Step 4 — Create indexes for fast similarity search
Without an index, pgvector performs exact nearest-neighbor search — accurate but O(n) for every query. For production, you need an approximate nearest-neighbor (ANN) index.
pgvector supports two index types:
HNSW (recommended for most cases)
-- Create HNSW index for cosine similarity
CREATE INDEX ON document_chunks
USING hnsw (embedding vector_cosine_ops)
WITH (m = 16, ef_construction = 64);
HNSW parameters:
| Parameter | Default | Effect |
|---|---|---|
m |
16 | Connections per node. Higher = better recall, more memory |
ef_construction |
64 | Build-time search width. Higher = better recall, slower build |
For most RAG use cases, the defaults are fine. Increase m=32, ef_construction=128 if recall is critical (legal documents, compliance search).
IVFFlat (better for very large datasets)
-- First, you need data in the table before creating this index
CREATE INDEX ON document_chunks
USING ivfflat (embedding vector_cosine_ops)
WITH (lists = 100);
lists should be roughly sqrt(row_count). IVFFlat builds faster than HNSW but has lower recall by default.
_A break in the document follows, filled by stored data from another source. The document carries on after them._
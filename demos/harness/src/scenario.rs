//! # Scenarios
//!
//! Each scenario connects alice (issuer, verifier) and bob (holder), issues
//! a credential to bob and has bob present it back to alice. A scenario
//! fails unless alice's final presentation record has `verified` = `"true"`.

use anyhow::ensure;
use credibil_exchange::driver::presentation::{IndyProofRequest, Presentation};
use credibil_exchange::http::HttpAgent;
use credibil_exchange::protocol::CONNECTIONS;
use credibil_exchange::{Client, Driver};
use serde_json::json;
use tracing::{Instrument, info_span};
use uuid::Uuid;

/// Issue credential protocol version.
#[derive(Clone, Copy, Debug)]
pub enum Issuance {
    V1,
    V2,
}

/// Issue an indy credential and present one of its attributes.
pub async fn anoncreds(
    driver: &Driver, alice: &Client<HttpAgent>, bob: &Client<HttpAgent>, ledger: &HttpAgent,
    issuance: Issuance,
) -> anyhow::Result<()> {
    let (alice_conn, bob_conn) =
        driver.didexchange(alice, bob).instrument(info_span!("connect")).await?;
    let alice_conn_id = alice_conn.id(&CONNECTIONS)?;
    let bob_conn_id = bob_conn.id(&CONNECTIONS)?;

    let artifacts = async {
        driver.onboard(alice, ledger).await?;
        let name = format!("minimal-{}", &Uuid::new_v4().simple().to_string()[..8]);
        driver.credential_artifacts(alice, &name, &["firstname", "lastname"], true).await
    }
    .instrument(info_span!("prepare issuance"))
    .await?;

    let attributes = [("firstname", "Bob"), ("lastname", "Builder")];
    async {
        match issuance {
            Issuance::V1 => {
                driver
                    .issue_credential_v1(alice, alice_conn_id, &artifacts.cred_def_id, &attributes)
                    .await?;
            }
            Issuance::V2 => {
                driver
                    .issue_credential_v2(alice, alice_conn_id, &artifacts.cred_def_id, &attributes)
                    .await?;
            }
        }
        anyhow::Ok(())
    }
    .instrument(info_span!("issue"))
    .await?;

    let presentation = driver
        .present_proof_v2(
            bob,
            alice,
            bob_conn_id,
            alice_conn_id,
            &IndyProofRequest::attributes(&["firstname"]),
        )
        .instrument(info_span!("present"))
        .await?;

    verified(&presentation)
}

/// Issue a JSON-LD credential and present it against a DIF presentation
/// definition.
pub async fn json_ld(
    driver: &Driver, alice: &Client<HttpAgent>, bob: &Client<HttpAgent>, ledger: &HttpAgent,
) -> anyhow::Result<()> {
    let (alice_conn, bob_conn) =
        driver.didexchange(alice, bob).instrument(info_span!("connect")).await?;
    let alice_conn_id = alice_conn.id(&CONNECTIONS)?;
    let bob_conn_id = bob_conn.id(&CONNECTIONS)?;

    let public_did = async {
        let public_did = driver.onboard(alice, ledger).await?;
        let bls_did = driver.create_did(alice, "key", "bls12381g2").await?;
        ensure!(!bls_did.did.is_empty(), "no BLS DID created");
        anyhow::Ok(public_did)
    }
    .instrument(info_span!("prepare issuance"))
    .await?;

    let credential = json!({
        "@context": [
            "https://www.w3.org/2018/credentials/v1",
            "https://w3id.org/citizenship/v1",
        ],
        "type": ["VerifiableCredential", "PermanentResident"],
        "issuer": format!("did:sov:{}", public_did.did),
        "issuanceDate": chrono::Utc::now().date_naive().to_string(),
        "credentialSubject": {
            "type": ["PermanentResident"],
            "givenName": "Bob",
            "familyName": "Builder",
            "gender": "Male",
            "birthCountry": "Bahamas",
            "birthDate": "1958-07-17",
        },
    });
    let options = json!({"proofType": "Ed25519Signature2018"});
    driver
        .issue_ld_credential(alice, alice_conn_id, &credential, &options)
        .instrument(info_span!("issue"))
        .await?;

    let field_id = "1f44d55f-f161-4938-a659-f8026467f126";
    let definition = json!({
        "id": Uuid::new_v4().to_string(),
        "format": {"ldp_vp": {"proof_type": ["Ed25519Signature2018"]}},
        "input_descriptors": [{
            "id": "citizenship_input_1",
            "name": "EU Driver's License",
            "schema": [
                {"uri": "https://www.w3.org/2018/credentials#VerifiableCredential"},
                {"uri": "https://w3id.org/citizenship#PermanentResident"},
            ],
            "constraints": {
                "is_holder": [{"directive": "required", "field_id": [field_id]}],
                "fields": [
                    {
                        "id": field_id,
                        "path": ["$.credentialSubject.familyName"],
                        "purpose": "The claim must be from one of the specified issuers",
                        "filter": {"const": "Builder"},
                    },
                    {
                        "path": ["$.credentialSubject.givenName"],
                        "purpose": "The claim must be from one of the specified issuers",
                    },
                ],
            },
        }],
    });
    let presentation = driver
        .present_ld_proof(bob, alice, bob_conn_id, alice_conn_id, &definition, "test-degree")
        .instrument(info_span!("present"))
        .await?;

    verified(&presentation)
}

fn verified(presentation: &Presentation) -> anyhow::Result<()> {
    tracing::info!("Summary: {:#}", presentation.verifier.summary());
    ensure!(
        presentation.verified(),
        "presentation not verified: verified = {:?}",
        presentation.verifier.verified()
    );
    Ok(())
}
Tune SET ivfflat.probes = 10 at query time to trade speed for recall.
Which to choose:
| HNSW | IVFFlat | |
|---|---|---|
| Recall | Higher | Lower (tunable) |
| Build time | Slower | Faster |
| Memory | Higher | Lower |
| Best for | <2M vectors, high recall | >2M vectors, batch ingestion |
For most RAG projects, use HNSW.
Step 5 — Run similarity search queries
def semantic_search(
query: str,
top_k: int = 5,
lang_filter: str = None,
min_similarity: float = 0.7
) -> list[dict]:
"""Find the most semantically similar chunks to a query."""
query_embedding = get_embedding(query)
conn = psycopg2.connect(DB_URL)
cur = conn.cursor()
try:
# Set ef_search higher than default for better recall
cur.execute("SET hnsw.ef_search = 100")
sql = """
SELECT
dc.id,
dc.content,
dc.chunk_index,
d.title,
d.source_url,
d.lang,
1 - (dc.embedding <=> %s::vector) AS similarity
FROM document_chunks dc
JOIN documents d ON d.id = dc.document_id
WHERE 1 - (dc.embedding <=> %s::vector) >= %s
{lang_clause}
ORDER BY dc.embedding <=> %s::vector
LIMIT %s
""".format(
lang_clause="AND d.lang = %s" if lang_filter else ""
)
params = [query_embedding, query_embedding, min_similarity]
if lang_filter:
params.append(lang_filter)
params.extend([query_embedding, top_k])
cur.execute(sql, params)
rows = cur.fetchall()
return [
{
"id": row[0],
"content": row[1],
"chunk_index": row[2],
"title": row[3],
"source_url": row[4],
"lang": row[5],
"similarity": float(row[6])
}
for row in rows
]
finally:
cur.close()
conn.close()
# Usage
results = semantic_search(
query="What is the password policy for privileged accounts?",
top_k=5,
lang_filter="en",
min_similarity=0.75
)
for r in results:
print(f"[{r['similarity']:.3f}] {r['title']} — chunk {r['chunk_index']}")
print(f" {r['content'][:200]}...")
print()
Step 6 — Build the full RAG pipeline
Combine retrieval with an LLM to answer questions grounded in your documents:
def rag_query(
question: str,
lang: str = "en",
top_k: int = 5,
model: str = "gpt-4o-mini"
) -> dict:
"""Full RAG pipeline: retrieve relevant chunks and generate a grounded answer."""
# Step 1: retrieve relevant chunks
chunks = semantic_search(question, top_k=top_k, lang_filter=lang)
if not chunks:
return {
"answer": "No relevant documents found for this question.",
"sources": [],
"chunks_used": 0
}
# Step 2: build context string with source citations
context_parts = []
sources = []
for i, chunk in enumerate(chunks):
context_parts.append(f"[{i+1}] {chunk['content']}")
sources.append({
"title": chunk["title"],
"url": chunk["source_url"],
"similarity": chunk["similarity"]
})
context = "\n\n".join(context_parts)
# Step 3: generate answer with LLM
system_prompt = """You are a helpful assistant. Answer the question using ONLY the provided context.
If the context does not contain the answer, say "I cannot find this information in the available documents."
Always cite the source number [1], [2], etc. when referencing information."""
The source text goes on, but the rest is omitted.